Budget and Maintain Working Capital

Good cash flow management is essential for any new business. One best practice for managing cash flow is to create a budget and monitoring system. The budget should both track revenues and expenditures ‌while also summarizing expected income versus expenses that capture the full financial picture. 

A tip for managing cash flow is to have enough working capital available. Having sufficient reserves to cover financial deficits or unforeseen fees helps cushion sudden changes in revenue, provides funds for emergency investments, and ensures that your business remains profitable over time.
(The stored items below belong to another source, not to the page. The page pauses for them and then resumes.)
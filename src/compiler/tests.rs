use super::{compile, Piece};
use crate::error::CompileError;
use regex::Regex;

#[test]
fn test_root_path() {
    let compiled = compile("/").unwrap();
    assert!(!compiled.is_dynamic());
    assert_eq!(compiled.segments.len(), 2);
    assert_eq!(compiled.reconstruct(), "/");
}

#[test]
fn test_parameterized_path() {
    let compiled = compile("/items/{id}").unwrap();
    assert_eq!(compiled.param_names, vec!["id"]);
    assert_eq!(compiled.segments[2].pieces, vec![Piece::Param("id".to_string())]);
}

#[test]
fn test_surrounding_literal_text_is_kept() {
    let compiled = compile("/files/file-{id}.json").unwrap();
    assert_eq!(
        compiled.segments[2].pieces,
        vec![
            Piece::Literal("file-".to_string()),
            Piece::Param("id".to_string()),
            Piece::Literal(".json".to_string()),
        ]
    );
    assert_eq!(compiled.segments[2].literal_text(), "file-.json");
}

#[test]
fn test_reconstruct_is_lossless() {
    for path in [
        "/",
        "/users",
        "/users/{id}/posts/{tag}",
        "/files/file-{id}.json",
        "/a/{x}-{y}/b/",
        "/v1//double",
        "/{lang}",
    ] {
        assert_eq!(compile(path).unwrap().reconstruct(), path, "path {}", path);
    }
}

#[test]
fn test_param_order_is_preserved() {
    let compiled = compile("/{a}/x/{b}-{c}").unwrap();
    assert_eq!(compiled.param_names, vec!["a", "b", "c"]);
}

#[test]
fn test_unclosed_brace() {
    match compile("/users/{id").unwrap_err() {
        CompileError::MalformedPattern { position, .. } => assert_eq!(position, 7),
        other => panic!("unexpected error: {other:?}"),
    }
}

#[test]
fn test_placeholder_cannot_span_segments() {
    assert!(matches!(
        compile("/users/{id/x}").unwrap_err(),
        CompileError::MalformedPattern { .. }
    ));
}

#[test]
fn test_empty_placeholder() {
    assert!(matches!(
        compile("/users/{}").unwrap_err(),
        CompileError::MalformedPattern { .. }
    ));
}

#[test]
fn test_stray_closing_brace() {
    assert!(matches!(
        compile("/users/id}").unwrap_err(),
        CompileError::MalformedPattern { .. }
    ));
}

#[test]
fn test_nested_brace() {
    assert!(matches!(
        compile("/users/{a{b}}").unwrap_err(),
        CompileError::MalformedPattern { .. }
    ));
}

#[test]
fn test_invalid_identifier() {
    assert!(matches!(
        compile("/users/{user id}").unwrap_err(),
        CompileError::MalformedPattern { .. }
    ));
    assert!(matches!(
        compile("/users/{1id}").unwrap_err(),
        CompileError::MalformedPattern { .. }
    ));
}

#[test]
fn test_relative_path_is_rejected() {
    assert!(matches!(
        compile("users/{id}").unwrap_err(),
        CompileError::MalformedPattern { position: 0, .. }
    ));
}

#[test]
fn test_duplicate_parameter_name() {
    assert_eq!(
        compile("/a/{x}/b/{x}").unwrap_err(),
        CompileError::DuplicateParameterName {
            path: "/a/{x}/b/{x}".to_string(),
            name: "x".to_string(),
        }
    );
}

#[test]
fn test_regex_source_escapes_literals() {
    let compiled = compile("/files/{id}.json").unwrap();
    let source = compiled.regex_source(|_| r"\d+");
    assert_eq!(source, r"^/files/(?P<id>\d+)\.json$");

    let re = Regex::new(&source).unwrap();
    assert!(re.is_match("/files/42.json"));
    assert!(!re.is_match("/files/42xjson"));
}

#[test]
fn test_regex_source_for_static_path() {
    let compiled = compile("/a.b/c").unwrap();
    assert_eq!(compiled.regex_source(|_| ""), r"^/a\.b/c$");
}

#[test]
fn test_segment_containing() {
    let compiled = compile("/search/{q}/page-{page}").unwrap();
    assert_eq!(compiled.segment_containing("page").unwrap().raw(), "page-{page}");
    assert!(compiled.segment_containing("missing").is_none());
}
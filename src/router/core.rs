//! Router core module - hot path for request routing.
//!
//! Matching probes the static index first, then walks the method's dynamic
//! routes in registration order. Both steps only read the immutable
//! collection, so a `Router` can be shared across threads without locking.

#![deny(clippy::inefficient_to_string)]
#![deny(clippy::format_push_string)]
#![deny(clippy::unnecessary_to_owned)]

use super::collection::RouteCollection;
use super::route::CompiledRoute;
use crate::config::RouterConfig;
use crate::error::{GenerateError, RegistrationError};
use crate::generator::{self, ParamData};
use crate::route::{HandlerRef, RouteDefinition};
use http::Method;
use smallvec::SmallVec;
use std::collections::HashMap;
use std::sync::Arc;
use std::time::{Duration, Instant};
use tracing::{debug, warn};

/// Maximum number of path parameters before heap allocation.
pub const MAX_INLINE_PARAMS: usize = 8;

/// Extracted path parameters. Names are shared with the compiled route;
/// values are per-request data from the URL.
pub type ParamVec = SmallVec<[(Arc<str>, String); MAX_INLINE_PARAMS]>;

const SLOW_MATCH: Duration = Duration::from_millis(1);

/// Result of successfully matching a request to a route.
#[derive(Debug, Clone)]
pub struct RouteMatch {
    /// The matched route
    pub route: Arc<CompiledRoute>,
    /// Path parameters extracted from the URL (e.g., `{id}` → `("id", "123")`).
    /// Always empty for static routes.
    pub path_params: ParamVec,
}

impl RouteMatch {
    #[must_use]
    pub fn route_name(&self) -> &str {
        self.route.name()
    }

    #[must_use]
    pub fn handler(&self) -> &HandlerRef {
        &self.route.definition().handler
    }

    /// Get a path parameter by name.
    ///
    /// List-valued parameters come back as the raw joined text; splitting on
    /// the delimiter is up to the caller.
    #[inline]
    #[must_use]
    pub fn get_path_param(&self, name: &str) -> Option<&str> {
        self.path_params
            .iter()
            .find(|(k, _)| k.as_ref() == name)
            .map(|(_, v)| v.as_str())
    }

    /// Convert path_params to a HashMap.
    /// Note: This allocates - use get_path_param() in hot paths instead
    #[must_use]
    pub fn path_params_map(&self) -> HashMap<String, String> {
        self.path_params
            .iter()
            .map(|(k, v)| (k.to_string(), v.clone()))
            .collect()
    }
}

/// Matcher and reverse generator over a sealed [`RouteCollection`].
///
/// Cloning is cheap: clones share the same collection.
#[derive(Debug, Clone)]
pub struct Router {
    collection: Arc<RouteCollection>,
}

impl Router {
    /// Seal a fully built collection.
    #[must_use]
    pub fn new(collection: RouteCollection) -> Self {
        collection.log_summary("definitions");
        Self {
            collection: Arc::new(collection),
        }
    }

    /// Seal a collection that was decoded from a route cache.
    pub(crate) fn from_cache(collection: RouteCollection) -> Self {
        collection.log_summary("cache");
        Self {
            collection: Arc::new(collection),
        }
    }

    /// Register every definition in order and seal the result.
    pub fn from_definitions<I>(definitions: I, config: RouterConfig) -> Result<Self, RegistrationError>
    where
        I: IntoIterator<Item = RouteDefinition>,
    {
        Ok(Self::new(RouteCollection::from_definitions(
            definitions,
            config,
        )?))
    }

    #[must_use]
    pub fn collection(&self) -> &RouteCollection {
        &self.collection
    }

    /// Route definitions in registration order.
    pub fn all_routes(&self) -> impl Iterator<Item = &RouteDefinition> {
        self.collection.all_routes()
    }

    /// Match a request to a route.
    ///
    /// 1. Exact `(method, path)` probe of the static index. Static routes
    ///    therefore win over dynamic ones regardless of registration order.
    /// 2. Otherwise the method's dynamic routes are tried in registration
    ///    order and the first whose regex matches wins.
    ///
    /// Returns `None` when nothing matches. Whether that means 404 or 405 is
    /// for the caller to decide.
    #[must_use]
    pub fn route(&self, method: Method, path: &str) -> Option<RouteMatch> {
        debug!(method = %method, path = %path, "Route match attempt");
        let match_start = Instant::now();

        let path = self.collection.config.trailing_slash.normalize(path);
        let result = self
            .match_static(&method, path)
            .or_else(|| self.match_dynamic(&method, path));

        let match_duration = match_start.elapsed();
        match &result {
            Some(m) if match_duration > SLOW_MATCH => {
                warn!(
                    method = %method,
                    path = %path,
                    route_name = %m.route_name(),
                    duration_us = match_duration.as_micros(),
                    "Slow route matching detected"
                );
            }
            Some(m) => {
                debug!(
                    method = %method,
                    path = %path,
                    route_name = %m.route_name(),
                    path_params = ?m.path_params,
                    duration_us = match_duration.as_micros(),
                    "Route matched"
                );
            }
            None => {
                debug!(
                    method = %method,
                    path = %path,
                    duration_us = match_duration.as_micros(),
                    "No route matched"
                );
            }
        }
        result
    }

    fn match_static(&self, method: &Method, path: &str) -> Option<RouteMatch> {
        let route = self.collection.static_index.get(method)?.get(path)?;
        Some(RouteMatch {
            route: Arc::clone(route),
            path_params: ParamVec::new(),
        })
    }

    fn match_dynamic(&self, method: &Method, path: &str) -> Option<RouteMatch> {
        let routes = self.collection.dynamic.get(method)?;
        routes.iter().find_map(|route| {
            let captures = route.matcher()?.captures(path)?;
            let path_params = route
                .param_names()
                .iter()
                .filter_map(|name| {
                    captures
                        .name(name)
                        .map(|m| (Arc::clone(name), m.as_str().to_owned()))
                })
                .collect();
            Some(RouteMatch {
                route: Arc::clone(route),
                path_params,
            })
        })
    }

    /// Build the path for the route registered under `name`.
    ///
    /// # Errors
    ///
    /// [`GenerateError::UnknownRoute`] if no route has that name, otherwise
    /// whatever [`generator::generate`] reports.
    pub fn generate(&self, name: &str, data: &ParamData) -> Result<String, GenerateError> {
        let route = self
            .collection
            .named(name)
            .ok_or_else(|| GenerateError::UnknownRoute {
                name: name.to_owned(),
            })?;
        generator::generate(route, data)
    }
}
Julia Kelly, Managing Partner, Rigits

Use Cash Flow Projections and Software

As a business advisor, I always advise my clients to maintain regular cash flow projections and make informed decisions about their business. There’s no better way to monitor your cash flow than by staying on top of bookkeeping. Books of accounts allow businesses to develop financial models that reflect their actual up-to-date financial records.

I’ve seen startups fail because of their failure to maintain any bookkeeping, leaving them financially blind in their operations. This also reflects in statistics wherein 53% of small businesses using accounting software reported increased revenue in their first year of use.
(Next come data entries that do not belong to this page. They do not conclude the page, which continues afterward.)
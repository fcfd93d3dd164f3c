use super::route::CompiledRoute;
use crate::config::{DuplicateNamePolicy, RouterConfig, TrailingSlash};
use crate::error::{CompileError, RegistrationError};
use crate::route::{is_supported_method, RouteDefinition};
use http::Method;
use std::collections::HashMap;
use std::sync::Arc;
use tracing::{debug, info, warn};

/// Index over every registered route.
///
/// - `static_index`: exact `(method, path)` lookup for routes without placeholders
/// - `dynamic`: per-method routes in registration order, tried first to last
/// - `named`: route name to route, for reverse generation
///
/// Built once during warm-up, then handed to a [`Router`](super::Router) and
/// never mutated again.
#[derive(Debug, Default)]
pub struct RouteCollection {
    pub(crate) config: RouterConfig,
    pub(crate) static_index: HashMap<Method, HashMap<String, Arc<CompiledRoute>>>,
    pub(crate) dynamic: HashMap<Method, Vec<Arc<CompiledRoute>>>,
    pub(crate) named: HashMap<String, Arc<CompiledRoute>>,
    /// Live routes in registration order
    pub(crate) routes: Vec<Arc<CompiledRoute>>,
}

impl RouteCollection {
    #[must_use]
    pub fn new(config: RouterConfig) -> Self {
        Self {
            config,
            ..Self::default()
        }
    }

    /// Register every definition in order, failing on the first bad one.
    pub fn from_definitions<I>(definitions: I, config: RouterConfig) -> Result<Self, RegistrationError>
    where
        I: IntoIterator<Item = RouteDefinition>,
    {
        let mut collection = Self::new(config);
        for definition in definitions {
            collection.register(definition)?;
        }
        Ok(collection)
    }

    /// Compile a route and add it to the indexes.
    ///
    /// Static routes go into the exact-match index (a later route with the same
    /// method and path replaces the earlier one). Dynamic routes are appended to
    /// their method's list. The name index is last-registration-wins unless the
    /// strict duplicate-name policy is active.
    ///
    /// # Errors
    ///
    /// Any [`RegistrationError`]. The collection is left unchanged on error.
    pub fn register(&mut self, mut definition: RouteDefinition) -> Result<(), RegistrationError> {
        if !is_supported_method(&definition.method) {
            return Err(RegistrationError::UnsupportedMethod {
                route: definition.name,
                method: definition.method.to_string(),
            });
        }

        match self.config.trailing_slash {
            TrailingSlash::Strict if definition.path.len() > 1 && definition.path.ends_with('/') => {
                return Err(RegistrationError::Compile {
                    route: definition.name.clone(),
                    source: CompileError::MalformedPattern {
                        position: definition.path.len() - 1,
                        path: definition.path,
                        reason: "trailing slash".to_string(),
                    },
                });
            }
            TrailingSlash::Trim => {
                definition.path = TrailingSlash::Trim.normalize(&definition.path).to_string();
            }
            TrailingSlash::Strict => {}
        }

        let route = Arc::new(CompiledRoute::compile(definition)?);

        if let Some(previous) = self.named.get(route.name()) {
            match self.config.duplicate_names {
                DuplicateNamePolicy::Strict => {
                    return Err(RegistrationError::DuplicateRouteName {
                        name: route.name().to_string(),
                        previous: previous.definition().describe(),
                        current: route.definition().describe(),
                    });
                }
                DuplicateNamePolicy::Warn => {
                    warn!(
                        route_name = %route.name(),
                        previous = %previous.definition().describe(),
                        current = %route.definition().describe(),
                        "Duplicate route name; last registration wins"
                    );
                }
            }
        }

        let method = route.definition().method.clone();

        if route.is_dynamic() {
            self.dynamic
                .entry(method.clone())
                .or_default()
                .push(Arc::clone(&route));
            self.routes.push(Arc::clone(&route));
        } else {
            let replaced = self
                .static_index
                .entry(method.clone())
                .or_default()
                .insert(route.definition().path.clone(), Arc::clone(&route));
            match replaced {
                Some(old) => {
                    warn!(
                        method = %method,
                        path = %route.definition().path,
                        previous = %old.name(),
                        current = %route.name(),
                        "Duplicate static route; last registration wins"
                    );
                    match self.routes.iter().position(|r| Arc::ptr_eq(r, &old)) {
                        Some(pos) => self.routes[pos] = Arc::clone(&route),
                        None => self.routes.push(Arc::clone(&route)),
                    }
                }
                None => self.routes.push(Arc::clone(&route)),
            }
        }

        debug!(
            method = %method,
            path = %route.definition().path,
            route_name = %route.name(),
            dynamic = route.is_dynamic(),
            "Route registered"
        );
        self.named.insert(route.name().to_string(), route);
        Ok(())
    }

    /// Route definitions in registration order.
    pub fn all_routes(&self) -> impl Iterator<Item = &RouteDefinition> {
        self.routes.iter().map(|r| r.definition())
    }

    /// Compiled routes in registration order.
    #[must_use]
    pub fn routes(&self) -> &[Arc<CompiledRoute>] {
        &self.routes
    }

    #[must_use]
    pub fn named(&self, name: &str) -> Option<&Arc<CompiledRoute>> {
        self.named.get(name)
    }

    #[must_use]
    pub fn config(&self) -> RouterConfig {
        self.config
    }

    #[must_use]
    pub fn len(&self) -> usize {
        self.routes.len()
    }

    #[must_use]
    pub fn is_empty(&self) -> bool {
        self.routes.is_empty()
    }

    #[must_use]
    pub fn static_count(&self) -> usize {
        self.static_index.values().map(HashMap::len).sum()
    }

    #[must_use]
    pub fn dynamic_count(&self) -> usize {
        self.dynamic.values().map(Vec::len).sum()
    }

    pub(crate) fn log_summary(&self, source: &str) {
        let routes_summary: Vec<String> = self
            .routes
            .iter()
            .take(10)
            .map(|r| r.definition().describe())
            .collect();
        info!(
            routes_count = self.len(),
            static_count = self.static_count(),
            dynamic_count = self.dynamic_count(),
            named_count = self.named.len(),
            source = source,
            routes_summary = ?routes_summary,
            "Routing table loaded"
        );
    }
}
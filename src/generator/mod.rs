//! # Path Generator
//!
//! Reverse routing: produce a concrete path from a route and a map of
//! parameter values, the inverse of matching.
//!
//! Generation is pure and knows nothing about the current request, so it can
//! be called from templates, redirects or CLI output alike. It is normally
//! reached through [`Router::generate`](crate::router::Router::generate),
//! which resolves a route name first.
//!
//! ## Example
//!
//! ```rust,ignore
//! use routekit::generator::{param_data, ParamValue};
//!
//! // GET /tags/{tag}   (tag: [a-z]+)
//! let path = router.generate("tags.show", &param_data([("tag", vec!["a", "b", "c"])]))?;
//! assert_eq!(path, "/tags/a,b,c");
//! ```
//!
//! Matching `/tags/a,b,c` hands back the joined text `a,b,c` as one parameter
//! (given a constraint that accepts commas). Splitting it is the caller's job.

mod core;
mod value;

pub use self::core::{generate, DEFAULT_LIST_DELIMITER};
pub use value::{param_data, ParamData, ParamValue};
The easiest way to keep track of your business accounts is by using accounting software. The most popular and probably also the most reliable would be QuickBooks. I also used this dedicated accounting tool during my early years as an entrepreneur. It is not cheap, but its convenience allows easy sharing with staffers and bookkeepers, making it very much worth it.

Jonathan Merry, Founder, Moneyzine

Prioritize Bookkeeping Fundamentals

The number one tip I can give to new businesses in managing their cash flow is to make sure they have solid bookkeeping fundamentals in place. There’s a saying “garbage in = garbage out” that is pertinent to cash flow management and accounting. 
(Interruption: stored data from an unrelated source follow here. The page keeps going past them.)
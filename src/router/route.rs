use crate::compiler::{self, CompiledPath};
use crate::error::RegistrationError;
use crate::route::{RouteDefinition, DEFAULT_PARAM_REGEX};
use regex::{Regex, RegexBuilder};
use std::collections::BTreeMap;
use std::sync::Arc;
use tracing::warn;

/// Upper bound on the compiled size of any route or constraint regex.
pub(crate) const MAX_REGEX_SIZE: usize = 1 << 20;

pub(crate) fn build_regex(source: &str) -> Result<Regex, regex::Error> {
    RegexBuilder::new(source).size_limit(MAX_REGEX_SIZE).build()
}

/// A route definition together with everything derived from it at registration:
/// the segment template, the anchored whole-path regex (dynamic routes only) and
/// one anchored validator per declared constraint.
#[derive(Debug)]
pub struct CompiledRoute {
    definition: RouteDefinition,
    template: CompiledPath,
    /// Placeholder names shared into every `RouteMatch`
    param_names: Vec<Arc<str>>,
    matcher: Option<Regex>,
    validators: BTreeMap<String, Regex>,
}

impl CompiledRoute {
    /// Compile a definition. Runs the path compiler and every regex build.
    pub(crate) fn compile(definition: RouteDefinition) -> Result<Self, RegistrationError> {
        let template =
            compiler::compile(&definition.path).map_err(|source| RegistrationError::Compile {
                route: definition.name.clone(),
                source,
            })?;

        let mut validators = BTreeMap::new();
        for (name, constraint) in &definition.parameters {
            if !template.param_names.iter().any(|p| p == name) {
                warn!(
                    route_name = %definition.name,
                    path = %definition.path,
                    parameter = %name,
                    "Constraint declared for a placeholder the path does not contain"
                );
            }
            let validator = build_regex(&format!("^(?:{})$", constraint.regex)).map_err(|e| {
                RegistrationError::InvalidRegexConstraint {
                    route: definition.name.clone(),
                    parameter: name.clone(),
                    pattern: constraint.regex.clone(),
                    reason: e.to_string(),
                }
            })?;
            validators.insert(name.clone(), validator);
        }

        let matcher = if template.is_dynamic() {
            let source = template.regex_source(|name| {
                definition
                    .parameters
                    .get(name)
                    .map(|c| c.regex.as_str())
                    .unwrap_or(DEFAULT_PARAM_REGEX)
            });
            let regex =
                build_regex(&source).map_err(|e| RegistrationError::InvalidRegexConstraint {
                    route: definition.name.clone(),
                    parameter: template.param_names.join(", "),
                    pattern: source.clone(),
                    reason: e.to_string(),
                })?;
            Some(regex)
        } else {
            None
        };

        Ok(Self::assemble(definition, template, matcher, validators))
    }

    /// Rebuild from precompiled parts without running the path compiler.
    pub(crate) fn from_parts(
        definition: RouteDefinition,
        template: CompiledPath,
        matcher_source: Option<&str>,
        validator_sources: &BTreeMap<String, String>,
    ) -> Result<Self, regex::Error> {
        let matcher = matcher_source.map(build_regex).transpose()?;
        let validators = validator_sources
            .iter()
            .map(|(name, source)| Ok((name.clone(), build_regex(source)?)))
            .collect::<Result<BTreeMap<_, _>, regex::Error>>()?;
        Ok(Self::assemble(definition, template, matcher, validators))
    }

    fn assemble(
        definition: RouteDefinition,
        template: CompiledPath,
        matcher: Option<Regex>,
        validators: BTreeMap<String, Regex>,
    ) -> Self {
        let param_names = template
            .param_names
            .iter()
            .map(|n| Arc::<str>::from(n.as_str()))
            .collect();
        Self {
            definition,
            template,
            param_names,
            matcher,
            validators,
        }
    }

    #[must_use]
    pub fn definition(&self) -> &RouteDefinition {
        &self.definition
    }

    #[must_use]
    pub fn name(&self) -> &str {
        &self.definition.name
    }

    #[must_use]
    pub fn template(&self) -> &CompiledPath {
        &self.template
    }

    #[must_use]
    pub fn is_dynamic(&self) -> bool {
        self.matcher.is_some()
    }

    #[must_use]
    pub fn param_names(&self) -> &[Arc<str>] {
        &self.param_names
    }

    #[must_use]
    pub fn matcher(&self) -> Option<&Regex> {
        self.matcher.as_ref()
    }

    /// Anchored validator for a declared constraint.
    #[must_use]
    pub fn validator(&self, name: &str) -> Option<&Regex> {
        self.validators.get(name)
    }

    pub(crate) fn validators(&self) -> &BTreeMap<String, Regex> {
        &self.validators
    }
}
While creating a cash flow forecast and improving your AR (accounts receivable) collections process are excellent (and more exciting) ways to improve your cash management, they ultimately depend on solid fundamentals. 

Good bookkeeping data looks like 2 things:

  1. Accurately coded: Accurately coded data is data that has been verified against source documents.
  1. Consistently coded: Your data needs to be coded accurately, in the same way, every time in your accounting systems (i.e., two different transactions of the same type are not recorded differently).

When you know your data is clean and organized, you can confidently plan and forecast your cash position.

Kelvin Gieck, Co-founder, Helm Cash Flow

Adopt Proactive Budgeting

Plan your expected cash inflows and outflows and adjust expenditures according to your results.

Proactive budgeting takes some strategizing, but it can make a massive difference in the success of a new business. For instance, one of my previous clients noticed a steady rise in sales over a few months. This enabled them to change their budget, allocate more funds for marketing, and invest in new equipment and personnel to meet the surge in customer demand.

You need to stay on top of your finances to do proactive budgeting. Monitor your income and expenses regularly and keep your budget up to date. This will help you recognize ways to save money and areas to invest in for business expansion. Maintaining your budget proactively ensures you have the resources you need.

Pete Evering, Business Development Manager, Utopia Management

Negotiate Payment Terms

One great practice for managing cash flow for a new business is to negotiate payment terms with suppliers and customers. By negotiating payment terms with suppliers and customers, you can help ensure that you have a steady stream of cash coming in and going out, which can help improve your cash flow and overall financial stability.

For suppliers, consider negotiating longer payment terms to give yourself more time to pay your bills. This improves your cash flow by allowing you to hold on to your cash for longer.

For customers, offer discounts for early payment or implement late payment fees. This can encourage customers to pay their bills on time, which can help improve your cash flow.

Ben Mcinerney, Director, Go Tree Quotes

Ensure Timely Payments and Incentives

For a new business to manage a healthy cash flow, they should collect payments on time or even quicker! Issue your invoices efficiently with no delay as soon as business is confirmed. If the payment still defaults, consider charging interest on the overdue payments to get this on track. 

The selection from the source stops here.